WHAT THE EXERCISE ASKS: In your reply, reproduce the lines from the first one below to the line containing "pub const SURFACE_RADAR: u16 = 101;", inclusive, exactly as they stand.

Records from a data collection
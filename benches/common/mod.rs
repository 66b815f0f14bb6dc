//! Shared bench fixtures built from the bundled sample master data.

#![allow(dead_code)]

use std::sync::Arc;

use fleethub_core::data::{MasterData, MasterDataFile};
use fleethub_core::entity::{Comp, Factory, FleetState, GearState, OrgState, OrgType, ShipState};

const SAMPLE_MASTER: &str = include_str!(concat!(env!("CARGO_MANIFEST_DIR"), "/data/master_data.json"));

pub const BATTLESHIP: u16 = 1;
pub const DESTROYER: u16 = 2;
pub const ENEMY_DESTROYER: u16 = 1501;
pub const SURFACE_RADAR: u16 = 101;
pub const LARGE_GUN: u16 = 102;
pub const RECON_SEAPLANE: u16 = 103;
pub const TORPEDO: u16 = 201;

pub fn factory() -> Factory {
    let file: MasterDataFile =
        serde_json::from_str(SAMPLE_MASTER).expect("sample master data should parse");
    Factory::new(Arc::new(MasterData::new(file).expect("sample master data should load")))
}

pub fn ship_state(ship_id: u16, gears: &[u16]) -> ShipState {
    ShipState::new(ship_id).with_gears(gears.iter().map(|&id| GearState::new(id)))
}

pub fn comp(factory: &Factory, org_type: OrgType, ships: Vec<ShipState>) -> Comp {
    let org = OrgState {
        org_type,
        fleets: vec![FleetState::new(ships)],
        ..Default::default()
    };
    factory
        .create_org(&org)
        .expect("bench org should build")
        .comp(None)
}
use std::env;

use tracing_subscriber::EnvFilter;

const LOG_ENV: &str = "FLEETHUB_LOG";

fn main() {
    let filter = EnvFilter::try_from_env(LOG_ENV).unwrap_or_else(|_| EnvFilter::new("warn"));
    tracing_subscriber::fmt()
        .with_env_filter(filter)
        .with_writer(std::io::stderr)
        .init();

    let args: Vec<String> = env::args().collect();
    std::process::exit(fleethub_core::cli::run_with_args(&args));
}
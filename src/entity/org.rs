use serde::{Deserialize, Serialize};

use crate::combat::types::{FleetType, Side};
use crate::data::formation::Formation;
use crate::entity::air_squadron::{AirSquadron, AirSquadronState};
use crate::entity::comp::Comp;
use crate::entity::fleet::{Fleet, FleetState};

pub const MAX_FLEETS: usize = 4;
pub const MAX_AIR_SQUADRONS: usize = 3;
pub const DEFAULT_HQ_LEVEL: u16 = 120;

#[derive(Debug, Clone, Copy, Default, PartialEq, Eq, Hash, Serialize, Deserialize)]
pub enum OrgType {
    #[default]
    Single,
    CarrierTaskForce,
    SurfaceTaskForce,
    TransportEscort,
    EnemySingle,
    EnemyCombined,
}

impl OrgType {
    pub fn is_combined(self) -> bool {
        !matches!(self, Self::Single | Self::EnemySingle)
    }

    pub fn side(self) -> Side {
        match self {
            Self::EnemySingle | Self::EnemyCombined => Side::Enemy,
            _ => Side::Player,
        }
    }

    pub fn default_formation(self) -> Formation {
        if self.is_combined() {
            Formation::Cruising4
        } else {
            Formation::LineAhead
        }
    }

    /// Flat shelling power term for combined fleets.
    pub fn shelling_power_bonus(self, fleet_type: FleetType) -> f64 {
        match (self, fleet_type) {
            (Self::Single | Self::EnemySingle, _) => 0.0,
            (Self::CarrierTaskForce, FleetType::Main) => 2.0,
            (Self::CarrierTaskForce, FleetType::Escort) => 10.0,
            (Self::SurfaceTaskForce, FleetType::Main) => 10.0,
            (Self::SurfaceTaskForce, FleetType::Escort) => -5.0,
            (Self::TransportEscort, FleetType::Main) => -5.0,
            (Self::TransportEscort, FleetType::Escort) => 10.0,
            (Self::EnemyCombined, FleetType::Main) => 10.0,
            (Self::EnemyCombined, FleetType::Escort) => -5.0,
        }
    }

    /// Flat torpedo power term for combined fleets.
    pub fn torpedo_power_bonus(self) -> f64 {
        if self.is_combined() {
            -5.0
        } else {
            0.0
        }
    }
}

#[derive(Debug, Clone, Default, PartialEq, Hash, Serialize, Deserialize)]
#[serde(default)]
pub struct OrgState {
    pub org_type: OrgType,
    pub hq_level: Option<u16>,
    pub fleets: Vec<FleetState>,
    pub air_squadrons: Vec<AirSquadronState>,
}

/// Up to four fleets and three land-based air squadrons.
#[derive(Debug, Clone, PartialEq)]
pub struct Org {
    pub org_type: OrgType,
    pub hq_level: u16,
    pub fleets: Vec<Fleet>,
    pub air_squadrons: Vec<AirSquadron>,
    pub fingerprint: u64,
}

impl Org {
    pub fn main_fleet(&self) -> Option<&Fleet> {
        self.fleets.first()
    }

    pub fn escort_fleet(&self) -> Option<&Fleet> {
        if self.org_type.is_combined() {
            self.fleets.get(1)
        } else {
            None
        }
    }

    /// Combat snapshot; `formation` defaults to the org type's.
    pub fn comp(&self, formation: Option<Formation>) -> Comp {
        Comp {
            org_type: self.org_type,
            hq_level: self.hq_level,
            formation: formation.unwrap_or_else(|| self.org_type.default_formation()),
            main: self.main_fleet().cloned().unwrap_or_default(),
            escort: self.escort_fleet().cloned(),
            air_squadrons: self.air_squadrons.clone(),
        }
    }
}
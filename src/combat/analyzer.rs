//! `analyze`: every phase one attacker can act in against one target.

use std::sync::OnceLock;

use crate::combat::damage::DefenseParams;
use crate::combat::report::{defense_params, ActionReport, AttackParams, AttackReport, WarfareInfo};
use crate::combat::style::AttackStyle;
use crate::combat::types::WarfareContext;
use crate::combat::{asw, night, shelling, support, torpedo};
use crate::cutin::{day_candidates, night_candidates, select_styles};
use crate::data::cutin::CutinTables;
use crate::entity::ship::Ship;

pub fn builtin_tables() -> &'static CutinTables {
    static TABLES: OnceLock<CutinTables> = OnceLock::new();
    TABLES.get_or_init(CutinTables::default)
}

/// Warfare analysis against a fixed cut-in precedence table.
#[derive(Debug, Clone, Copy)]
pub struct Analyzer<'a> {
    tables: &'a CutinTables,
}

impl Default for Analyzer<'static> {
    fn default() -> Self {
        Self::new(builtin_tables())
    }
}

impl<'a> Analyzer<'a> {
    pub fn new(tables: &'a CutinTables) -> Self {
        Self { tables }
    }

    pub fn tables(&self) -> &CutinTables {
        self.tables
    }

    pub fn analyze(&self, ctx: &WarfareContext, attacker: &Ship, target: &Ship) -> WarfareInfo {
        let defense = defense_params(target, &ctx.target_env);
        let defense = defense.as_ref();

        let info = WarfareInfo {
            day: self.day(ctx, attacker, target, defense),
            closing_torpedo: if torpedo::can_attack(attacker, target) {
                single(AttackStyle::Torpedo, torpedo::params(ctx, attacker, target), defense)
            } else {
                ActionReport::inactive()
            },
            night: self.night(ctx, attacker, target, defense),
            opening_asw: if asw::can_opening_attack(attacker, target) {
                single(AttackStyle::Asw, asw::params(ctx, attacker, target), defense)
            } else {
                ActionReport::inactive()
            },
            support_shelling: if support::can_attack(attacker, target) {
                single(AttackStyle::Normal, support::params(ctx, attacker, target), defense)
            } else {
                ActionReport::inactive()
            },
        };
        tracing::debug!(
            attacker = attacker.ship_id(),
            target = target.ship_id(),
            day = info.day.is_active,
            torpedo = info.closing_torpedo.is_active,
            night = info.night.is_active,
            "warfare analysed"
        );
        info
    }

    fn day(
        &self,
        ctx: &WarfareContext,
        attacker: &Ship,
        target: &Ship,
        defense: Option<&DefenseParams>,
    ) -> ActionReport {
        if target.is_submarine() {
            return if asw::can_attack(attacker, target) {
                single(AttackStyle::Asw, asw::params(ctx, attacker, target), defense)
            } else {
                ActionReport::inactive()
            };
        }
        if !shelling::can_attack(attacker) {
            return ActionReport::inactive();
        }
        let candidates = day_candidates(attacker, ctx, self.tables);
        self.styled(ctx, attacker, &candidates, defense, |style| {
            shelling::params(ctx, attacker, target, style)
        })
    }

    fn night(
        &self,
        ctx: &WarfareContext,
        attacker: &Ship,
        target: &Ship,
        defense: Option<&DefenseParams>,
    ) -> ActionReport {
        if target.is_submarine() {
            return if asw::can_night_attack(attacker, target) {
                single(AttackStyle::Asw, asw::params(ctx, attacker, target), defense)
            } else {
                ActionReport::inactive()
            };
        }
        if !night::can_attack(attacker, target) {
            return ActionReport::inactive();
        }
        let candidates = night_candidates(attacker, self.tables);
        self.styled(ctx, attacker, &candidates, defense, |style| {
            night::params(ctx, attacker, target, style)
        })
    }

    /// Cut-in styles at their selected rates, then the plain attack with the residual.
    fn styled<F>(
        &self,
        ctx: &WarfareContext,
        attacker: &Ship,
        candidates: &[AttackStyle],
        defense: Option<&DefenseParams>,
        params: F,
    ) -> ActionReport
    where
        F: Fn(&AttackStyle) -> AttackParams,
    {
        let normal = AttackStyle::Normal;
        let Some(selection) = select_styles(attacker, ctx, candidates, self.tables) else {
            let attacks = candidates
                .iter()
                .chain(std::iter::once(&normal))
                .map(|style| AttackReport::new(*style, None, &params(style), defense))
                .collect();
            return ActionReport::new(attacks);
        };

        let mut attacks: Vec<AttackReport> = selection
            .rates
            .iter()
            .filter(|entry| entry.rate > 0.0)
            .map(|entry| {
                AttackReport::new(entry.style, Some(entry.rate), &params(&entry.style), defense)
            })
            .collect();
        if selection.residual > 0.0 {
            attacks.push(AttackReport::new(
                normal,
                Some(selection.residual),
                &params(&normal),
                defense,
            ));
        }
        ActionReport::new(attacks)
    }
}

fn single(style: AttackStyle, params: AttackParams, defense: Option<&DefenseParams>) -> ActionReport {
    ActionReport::new(vec![AttackReport::new(style, Some(1.0), &params, defense)])
}

/// `analyze` with the built-in cut-in tables.
pub fn analyze(ctx: &WarfareContext, attacker: &Ship, target: &Ship) -> WarfareInfo {
    Analyzer::default().analyze(ctx, attacker, target)
}
//! Iteration split for the simulator runner. Each batch gets its own seed,
//! so results depend on the batch count but not on the thread count.

/// Batch sizes for `iterations` samples over at most `batches` batches.
/// Sizes differ by at most one, earlier batches taking the remainder, and no
/// batch is empty.
///
/// ```
/// # use fleethub_core::parallel::split_iterations;
/// assert_eq!(split_iterations(10, 3), vec![4, 3, 3]);
/// ```
pub fn split_iterations(iterations: u32, batches: usize) -> Vec<u32> {
    if iterations == 0 || batches == 0 {
        return Vec::new();
    }
    let count = u32::try_from(batches).unwrap_or(u32::MAX).min(iterations);
    let base = iterations / count;
    let remainder = iterations % count;
    (0..count)
        .map(|index| base + u32::from(index < remainder))
        .collect()
}

#[cfg(test)]
mod tests {
    use super::*;

    #[test]
    fn sizes_sum_to_the_request() {
        for (iterations, batches) in [(100, 4), (10_001, 16), (7, 7)] {
            let sizes = split_iterations(iterations, batches);
            assert_eq!(sizes.iter().sum::<u32>(), iterations);
            assert_eq!(sizes.len(), batches);
        }
    }

    #[test]
    fn small_runs_use_fewer_batches() {
        assert_eq!(split_iterations(3, 16), vec![1, 1, 1]);
    }

    #[test]
    fn nothing_to_split() {
        assert!(split_iterations(0, 4).is_empty());
        assert!(split_iterations(10, 0).is_empty());
    }
}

WRITTEN RESPONSE:
filename benches/common/mod.rs
repository 66b815f0f14bb6dc
//! Shared bench fixtures built from the bundled sample master data.

#![allow(dead_code)]

use std::sync::Arc;

use fleethub_core::data::{MasterData, MasterDataFile};
use fleethub_core::entity::{Comp, Factory, FleetState, GearState, OrgState, OrgType, ShipState};

const SAMPLE_MASTER: &str = include_str!(concat!(env!("CARGO_MANIFEST_DIR"), "/data/master_data.json"));

pub const BATTLESHIP: u16 = 1;
pub const DESTROYER: u16 = 2;
pub const ENEMY_DESTROYER: u16 = 1501;
pub const SURFACE_RADAR: u16 = 101;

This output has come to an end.